In higher, most instructors do not spend much fourth dimension reviewing the reading assignment in class. Rather, they expect that you take done the assignment before coming to grade and understand the material. The grade lecture or discussion is often based on that expectation. Tests, too, are based on that expectation. This is why active reading is so important—information technology's up to y'all to do the reading and encompass what you lot read.

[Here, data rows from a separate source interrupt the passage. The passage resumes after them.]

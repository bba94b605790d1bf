//! Shared validated types for the Plantão workspace.
//!
//! Reference data entities are keyed by slug-style identifiers that double as
//! source filenames. [`DataId`] enforces the identifier grammar at
//! construction time so that every other crate can take a `&DataId` and stop
//! worrying about path traversal or malformed filenames.

/// Errors that can occur when creating validated identifier types.
#[derive(Debug, thiserror::Error)]
pub enum IdError {
    /// The input was empty or contained only whitespace
    #[error("id cannot be empty")]
    Empty,
    /// The input did not match the slug grammar
    #[error("invalid id format: {0:?} (expected lowercase slug like \"amoxicilina-clavulanato\")")]
    Format(String),
}

/// A slug-style entity identifier.
///
/// Wraps a `String` that is guaranteed to match
/// `^[a-z0-9]+(-[a-z0-9]+)*$`: one or more lowercase-alphanumeric runs
/// separated by single hyphens. Identifiers are used verbatim as source
/// filename stems, so the grammar deliberately excludes anything with
/// filesystem meaning.
#[derive(Debug, Clone, PartialEq, Eq, PartialOrd, Ord, Hash)]
pub struct DataId(String);

impl DataId {
    /// Creates a new `DataId` from the given input.
    ///
    /// # Errors
    ///
    /// Returns `IdError::Empty` for empty input and `IdError::Format` when
    /// the input does not match the slug grammar.
    pub fn new(input: impl AsRef<str>) -> Result<Self, IdError> {
        let raw = input.as_ref();
        if raw.is_empty() {
            return Err(IdError::Empty);
        }
        if !Self::is_valid(raw) {
            return Err(IdError::Format(raw.to_owned()));
        }
        Ok(Self(raw.to_owned()))
    }

    /// Checks a candidate string against the slug grammar without allocating.
    pub fn is_valid(candidate: &str) -> bool {
        if candidate.is_empty() {
            return false;
        }
        let mut prev_was_hyphen = true; // no leading hyphen
        for byte in candidate.bytes() {
            match byte {
                b'a'..=b'z' | b'0'..=b'9' => prev_was_hyphen = false,
                b'-' if !prev_was_hyphen => prev_was_hyphen = true,
                _ => return false,
            }
        }
        !prev_was_hyphen // no trailing hyphen
    }

    /// Returns the inner identifier as a string slice.
    pub fn as_str(&self) -> &str {
        &self.0
    }
}

impl std::fmt::Display for DataId {
    fn fmt(&self, f: &mut std::fmt::Formatter<'_>) -> std::fmt::Result {
        write!(f, "{}", self.0)
    }
}

impl AsRef<str> for DataId {
    fn as_ref(&self) -> &str {
        &self.0
    }
}

impl std::str::FromStr for DataId {
    type Err = IdError;

    fn from_str(s: &str) -> Result<Self, Self::Err> {
        Self::new(s)
    }
}

impl serde::Serialize for DataId {
    fn serialize<S>(&self, serializer: S) -> Result<S::Ok, S::Error>
    where
        S: serde::Serializer,
    {
        serializer.serialize_str(&self.0)
    }
}

impl<'de> serde::Deserialize<'de> for DataId {
    fn deserialize<D>(deserializer: D) -> Result<Self, D::Error>
    where
        D: serde::Deserializer<'de>,
    {
        let s = String::deserialize(deserializer)?;
        DataId::new(&s).map_err(serde::de::Error::custom)
    }
}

Types of Higher Reading Materials

As a college pupil, you will eventually choose a major or focus of report. In your get-go twelvemonth or so, though, you'll probably have to complete "core" or required classes in unlike subjects. For example, even if you programme to major in English, yous may nonetheless have to take at least one science, history, and math class. These unlike academic disciplines (and the instructors who teach them) can vary greatly in terms of the materials that students are assigned to read. Non all college reading is the same. Then, what types can y'all expect to encounter?

Textbooks

Probably the about familiar reading material in higher is thetextbook. These are academic books, ordinarily focused on one discipline, and their chief purpose is to educate readers on a particular subject—"Principles of Algebra," for case, or "Introduction to Business organisation." It's not uncommon for instructors to utilise 1 textbook as the main text for an entire course. Instructors typically assign chapters every bit readings and may include any give-and-take problems or questions in the textbook, as well.

Articles

Instructors may as well assignacademic articles or news articles. Academic manufactures are written by people who specialize in a particular field or field of study, while news articles may be from recent newspapers and magazines. For example, in a scientific discipline class, you may exist asked to read an academic commodity on the benefits of rainforest preservation, whereas in a regime class, yous may be asked to read an article summarizing a contempo presidential debate. Instructors may have y'all read the manufactures online or they may distribute copies in class or electronically.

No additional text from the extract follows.